### Aim of the task:
Which lines of the data contain the string "inside"? Copy every one.

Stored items

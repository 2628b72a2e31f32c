//! # knit-grid
//!
//! A static page of knitting patterns, fetched from a pattern catalog API and
//! shown as a responsive grid of lazily loaded, blur-up images.
//!
//! # Architecture: Two-Stage Pipeline
//!
//! ```text
//! 1. Fetch     API       →  patterns.json   (one authenticated search)
//! 2. Generate  patterns  →  dist/index.html (grid + inline CSS/JS)
//! ```
//!
//! The intermediate file is the raw API response, so a page can be
//! regenerated (new layout, new colors) without touching the network.
//!
//! # Module Map
//!
//! | Module | Role |
//! |--------|------|
//! | [`fetch`] | Stage 1: builds the search URL, performs the request, saves the response |
//! | [`generate`] | Stage 2: renders the page (or the error page) with Maud |
//! | [`grid`] | Records → grid cells; skips records without a photo |
//! | [`lazy_image`] | Observer-driven image loading, placeholder swap and hover states |
//! | [`config`] | Environment credentials, `config.toml` loading, CSS generation |
//! | [`types`] | Pattern records as returned by the API |
//! | [`output`] | CLI output formatting |
//!
//! # Lazy Images
//!
//! Each cell holds two stacked images: a blurred thumbnail that is always
//! present, and a foreground with no `src` until the cell is at least 10%
//! visible. Then the full image is requested once and the observer lets go.
//! When it finishes loading the layers cross-fade. Hovering a loaded cell
//! brings the blurred thumbnail back behind the caption.
//!
//! The browser side is a few lines of script in `static/lazy-image.js`. The
//! same behavior is modeled in [`lazy_image::LazyImage`] against a
//! [`lazy_image::Viewport`], which is what the tests exercise. The CSS opacity
//! rules are generated from [`lazy_image::visual_state`], so the page and
//! the model share one table.

pub mod config;
pub mod fetch;
pub mod generate;
pub mod grid;
pub mod lazy_image;
pub mod output;
pub mod types;
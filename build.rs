use std::process::Command;

/// Run git and return trimmed stdout, or `None` outside a repo / on failure.
fn git(args: &[&str]) -> Option<String> {
    let out = Command::new("git").args(args).output().ok()?;
    out.status
        .success()
        .then(|| String::from_utf8_lossy(&out.stdout).trim().to_string())
}

fn main() {
    println!("cargo:rerun-if-changed=.git/HEAD");
    println!("cargo:rerun-if-changed=.git/refs/");

    let hash = git(&["rev-parse", "--short", "HEAD"]).unwrap_or_default();
    let on_tag = git(&["describe", "--exact-match", "--tags", "HEAD"]).is_some();

    println!("cargo:rustc-env=GIT_HASH={hash}");
    println!("cargo:rustc-env=ON_RELEASE_TAG={on_tag}");
}
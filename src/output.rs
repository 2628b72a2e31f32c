//! CLI output formatting for each stage.
//!
//! Every pattern is shown by positional index and name, with details on
//! indented lines beneath it:
//!
//! ## Fetch
//!
//! ```text
//! Patterns
//! 001 Flax (Tin Can Knits)
//!     Photo: https://images.example.com/flax_medium2.jpg
//! 002 Untitled Pullover
//!     Photo: none (will be skipped)
//!
//! Fetched 2 patterns, 1 with photos
//! ```
//!
//! ## Generate
//!
//! ```text
//! Grid → dist/index.html
//! 001 Flax
//!     Image: pattern-1234-0
//!
//! Skipped
//!     #5678 Untitled Pullover (no photo)
//!
//! Generated 1 cell, skipped 1 pattern
//! ```
//!
//! Each stage has a `format_*` function (returns `Vec<String>`) for testability
//! and a `print_*` wrapper that writes to stdout.

use crate::generate::GenerateSummary;
use crate::types::SearchResponse;

fn format_index(pos: usize) -> String {
    format!("{:0>3}", pos)
}

fn indent(depth: usize) -> String {
    "    ".repeat(depth)
}

fn plural(n: usize, word: &str) -> String {
    if n == 1 {
        format!("{n} {word}")
    } else {
        format!("{n} {word}s")
    }
}

pub fn format_fetch_output(response: &SearchResponse) -> Vec<String> {
    let mut lines = vec!["Patterns".to_string()];
    let mut with_photos = 0;
    for (i, record) in response.patterns.iter().enumerate() {
        let designer = record.designer_name();
        if designer.is_empty() {
            lines.push(format!("{} {}", format_index(i + 1), record.name));
        } else {
            lines.push(format!("{} {} ({})", format_index(i + 1), record.name, designer));
        }
        match record.full_image_url() {
            Some(url) => {
                with_photos += 1;
                lines.push(format!("{}Photo: {}", indent(1), url));
            }
            None => lines.push(format!("{}Photo: none (will be skipped)", indent(1))),
        }
    }
    lines.push(String::new());
    lines.push(format!(
        "Fetched {}, {} with photos",
        plural(response.patterns.len(), "pattern"),
        with_photos
    ));
    lines
}

pub fn print_fetch_output(response: &SearchResponse) {
    for line in format_fetch_output(response) {
        println!("{}", line);
    }
}

pub fn format_generate_output(summary: &GenerateSummary) -> Vec<String> {
    let mut lines = vec![format!("Grid → {}", summary.index_path.display())];
    for (i, cell) in summary.cells.iter().enumerate() {
        lines.push(format!("{} {}", format_index(i + 1), cell.title));
        lines.push(format!("{}Image: {}", indent(1), cell.element_id()));
    }
    if !summary.skipped.is_empty() {
        lines.push(String::new());
        lines.push("Skipped".to_string());
        for (id, name) in &summary.skipped {
            lines.push(format!("{}#{} {} (no photo)", indent(1), id, name));
        }
    }
    lines.push(String::new());
    lines.push(format!(
        "Generated {}, skipped {}",
        plural(summary.cells.len(), "cell"),
        plural(summary.skipped.len(), "pattern")
    ));
    lines
}

pub fn print_generate_output(summary: &GenerateSummary) {
    for line in format_generate_output(summary) {
        println!("{}", line);
    }
}
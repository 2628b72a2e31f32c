//! Single-threaded model of viewport intersection observation.
//!
//! A [`Viewport`] tracks how much of each element is visible and notifies
//! watchers when an element crosses their threshold. Notifications are queued
//! and delivered by [`Viewport::flush`], the way a browser delivers observer
//! callbacks on a later turn of the event loop. Callbacks therefore never run
//! inside `observe`, and a callback may cancel its own subscription.
//!
//! Each [`Subscription`] owns exactly one watch. `cancel` is idempotent and
//! also runs on drop, so a torn-down owner can never be called back.

use std::cell::{Cell, RefCell};
use std::collections::{HashMap, VecDeque};
use std::rc::{Rc, Weak};

/// Visibility report delivered to a watcher.
#[derive(Debug, Clone, Copy, PartialEq)]
pub struct IntersectionEntry {
    /// Visible fraction of the element, `0.0..=1.0`.
    pub ratio: f64,
    /// Whether `ratio` meets the watcher's threshold.
    pub is_intersecting: bool,
}

type Callback = Rc<RefCell<dyn FnMut(IntersectionEntry)>>;

struct Watcher {
    id: u64,
    target: String,
    threshold: f64,
    /// Last side of the threshold reported to this watcher.
    intersecting: bool,
    active: Rc<Cell<bool>>,
    callback: Callback,
}

#[derive(Default)]
struct Registry {
    next_id: u64,
    watchers: Vec<Watcher>,
    visibility: HashMap<String, f64>,
    queue: VecDeque<(u64, IntersectionEntry)>,
}

/// Observation root shared by every image on a page.
#[derive(Clone, Default)]
pub struct Viewport {
    registry: Rc<RefCell<Registry>>,
}

impl Viewport {
    pub fn new() -> Self {
        Self::default()
    }

    /// Start watching `target`. The callback fires once per threshold crossing.
    ///
    /// If the target is already visible past the threshold, an initial entry is
    /// queued for the next [`flush`](Self::flush).
    pub fn observe<F>(&self, target: &str, threshold: f64, callback: F) -> Subscription
    where
        F: FnMut(IntersectionEntry) + 'static,
    {
        let active = Rc::new(Cell::new(true));
        let mut reg = self.registry.borrow_mut();
        let id = reg.next_id;
        reg.next_id += 1;

        let ratio = reg.visibility.get(target).copied().unwrap_or(0.0);
        let intersecting = ratio >= threshold;
        if intersecting {
            reg.queue.push_back((
                id,
                IntersectionEntry {
                    ratio,
                    is_intersecting: true,
                },
            ));
        }
        reg.watchers.push(Watcher {
            id,
            target: target.to_string(),
            threshold,
            intersecting,
            active: Rc::clone(&active),
            callback: Rc::new(RefCell::new(callback)),
        });

        Subscription {
            id,
            registry: Rc::downgrade(&self.registry),
            active,
        }
    }

    /// Record a new visible fraction for `target` and deliver any crossings.
    ///
    /// Returns the number of callbacks invoked.
    pub fn set_visibility(&self, target: &str, ratio: f64) -> usize {
        let ratio = ratio.clamp(0.0, 1.0);
        {
            let mut reg = self.registry.borrow_mut();
            reg.visibility.insert(target.to_string(), ratio);
            let Registry {
                watchers, queue, ..
            } = &mut *reg;
            for w in watchers.iter_mut().filter(|w| w.target == target) {
                let now = ratio >= w.threshold;
                if now != w.intersecting {
                    w.intersecting = now;
                    queue.push_back((
                        w.id,
                        IntersectionEntry {
                            ratio,
                            is_intersecting: now,
                        },
                    ));
                }
            }
        }
        self.flush()
    }

    /// Deliver queued entries. Returns the number of callbacks invoked.
    pub fn flush(&self) -> usize {
        let mut delivered = 0;
        loop {
            let next = {
                let mut reg = self.registry.borrow_mut();
                let Some((id, entry)) = reg.queue.pop_front() else {
                    break;
                };
                reg.watchers
                    .iter()
                    .find(|w| w.id == id)
                    .map(|w| (Rc::clone(&w.active), Rc::clone(&w.callback), entry))
            };
            // Registry borrow is released here so callbacks may cancel.
            if let Some((active, callback, entry)) = next {
                if active.get() {
                    (callback.borrow_mut())(entry);
                    delivered += 1;
                }
            }
        }
        delivered
    }

    /// Last reported visible fraction of `target`, if it is still tracked.
    pub fn visibility(&self, target: &str) -> Option<f64> {
        self.registry.borrow().visibility.get(target).copied()
    }

    /// Drop `target` from the layout once it has left the page.
    ///
    /// Kept while any watch on it is live; returns whether it was removed.
    pub fn forget(&self, target: &str) -> bool {
        let mut reg = self.registry.borrow_mut();
        if reg.watchers.iter().any(|w| w.target == target) {
            return false;
        }
        reg.visibility.remove(target).is_some()
    }

    /// Number of live watches on `target`.
    pub fn watch_count(&self, target: &str) -> usize {
        self.registry
            .borrow()
            .watchers
            .iter()
            .filter(|w| w.target == target)
            .count()
    }

    /// Number of live watches across all targets.
    pub fn total_watches(&self) -> usize {
        self.registry.borrow().watchers.len()
    }
}

/// Handle to one watch. Cancelled explicitly or on drop.
pub struct Subscription {
    id: u64,
    registry: Weak<RefCell<Registry>>,
    active: Rc<Cell<bool>>,
}

impl Subscription {
    /// Stop watching. Safe to call any number of times, including from inside
    /// the subscription's own callback.
    pub fn cancel(&self) {
        if !self.active.replace(false) {
            return;
        }
        if let Some(reg) = self.registry.upgrade() {
            let mut reg = reg.borrow_mut();
            reg.watchers.retain(|w| w.id != self.id);
            reg.queue.retain(|(id, _)| *id != self.id);
        }
    }

    pub fn is_active(&self) -> bool {
        self.active.get()
    }
}

impl Drop for Subscription {
    fn drop(&mut self) {
        self.cancel();
    }
}

impl std::fmt::Debug for Subscription {
    fn fmt(&self, f: &mut std::fmt::Formatter<'_>) -> std::fmt::Result {
        f.debug_struct("Subscription")
            .field("id", &self.id)
            .field("active", &self.active.get())
            .finish()
    }
}

#[cfg(test)]
mod tests {
    use super::*;

    fn counter() -> (Rc<Cell<u32>>, impl FnMut(IntersectionEntry) + 'static) {
        let hits = Rc::new(Cell::new(0));
        let h = Rc::clone(&hits);
        (hits, move |_| h.set(h.get() + 1))
    }

    #[test]
    fn fires_when_threshold_is_crossed() {
        let vp = Viewport::new();
        let (hits, cb) = counter();
        let _sub = vp.observe("a", 0.1, cb);

        assert_eq!(vp.set_visibility("a", 0.05), 0);
        assert_eq!(hits.get(), 0);
        assert_eq!(vp.set_visibility("a", 0.1), 1);
        assert_eq!(hits.get(), 1);
    }

    #[test]
    fn no_repeat_without_a_new_crossing() {
        let vp = Viewport::new();
        let (hits, cb) = counter();
        let _sub = vp.observe("a", 0.1, cb);

        vp.set_visibility("a", 0.5);
        vp.set_visibility("a", 0.9);
        assert_eq!(hits.get(), 1);
    }

    #[test]
    fn leaving_reports_not_intersecting() {
        let vp = Viewport::new();
        let seen = Rc::new(RefCell::new(Vec::new()));
        let s = Rc::clone(&seen);
        let _sub = vp.observe("a", 0.1, move |e| s.borrow_mut().push(e.is_intersecting));

        vp.set_visibility("a", 0.3);
        vp.set_visibility("a", 0.0);
        assert_eq!(*seen.borrow(), vec![true, false]);
    }

    #[test]
    fn already_visible_target_is_queued_until_flush() {
        let vp = Viewport::new();
        vp.set_visibility("a", 1.0);
        let (hits, cb) = counter();
        let _sub = vp.observe("a", 0.1, cb);
        assert_eq!(hits.get(), 0);
        assert_eq!(vp.flush(), 1);
        assert_eq!(hits.get(), 1);
    }

    #[test]
    fn other_targets_are_unaffected() {
        let vp = Viewport::new();
        let (hits, cb) = counter();
        let _sub = vp.observe("a", 0.1, cb);
        vp.set_visibility("b", 1.0);
        assert_eq!(hits.get(), 0);
    }

    #[test]
    fn cancel_is_idempotent_and_detaches() {
        let vp = Viewport::new();
        let (hits, cb) = counter();
        let sub = vp.observe("a", 0.1, cb);
        assert_eq!(vp.watch_count("a"), 1);

        sub.cancel();
        sub.cancel();
        assert!(!sub.is_active());
        assert_eq!(vp.watch_count("a"), 0);

        vp.set_visibility("a", 1.0);
        assert_eq!(hits.get(), 0);
    }

    #[test]
    fn drop_cancels() {
        let vp = Viewport::new();
        let (hits, cb) = counter();
        drop(vp.observe("a", 0.1, cb));
        assert_eq!(vp.total_watches(), 0);
        vp.set_visibility("a", 1.0);
        assert_eq!(hits.get(), 0);
    }

    #[test]
    fn cancel_drops_queued_entry() {
        let vp = Viewport::new();
        vp.set_visibility("a", 1.0);
        let (hits, cb) = counter();
        let sub = vp.observe("a", 0.1, cb);
        sub.cancel();
        assert_eq!(vp.flush(), 0);
        assert_eq!(hits.get(), 0);
    }

    #[test]
    fn callback_can_cancel_its_own_subscription() {
        let vp = Viewport::new();
        let slot: Rc<RefCell<Option<Subscription>>> = Rc::new(RefCell::new(None));
        let hits = Rc::new(Cell::new(0));

        let s = Rc::clone(&slot);
        let h = Rc::clone(&hits);
        let sub = vp.observe("a", 0.1, move |_| {
            h.set(h.get() + 1);
            if let Some(sub) = s.borrow().as_ref() {
                sub.cancel();
            }
        });
        *slot.borrow_mut() = Some(sub);

        vp.set_visibility("a", 1.0);
        vp.set_visibility("a", 0.0);
        vp.set_visibility("a", 1.0);
        assert_eq!(hits.get(), 1);
        assert_eq!(vp.watch_count("a"), 0);
    }

    #[test]
    fn forget_removes_unwatched_target() {
        let vp = Viewport::new();
        let (_hits, cb) = counter();
        let sub = vp.observe("a", 0.1, cb);
        vp.set_visibility("a", 0.05);

        assert!(!vp.forget("a"));
        assert_eq!(vp.visibility("a"), Some(0.05));

        sub.cancel();
        assert!(vp.forget("a"));
        assert_eq!(vp.visibility("a"), None);
        assert!(vp.registry.borrow().visibility.is_empty());
    }

    #[test]
    fn cancel_after_viewport_dropped_is_harmless() {
        let vp = Viewport::new();
        let (_hits, cb) = counter();
        let sub = vp.observe("a", 0.1, cb);
        drop(vp);
        sub.cancel();
        assert!(!sub.is_active());
    }
}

### Task result:
//! inside `observe`, and a callback may cancel its own subscription.
    /// Stop watching. Safe to call any number of times, including from inside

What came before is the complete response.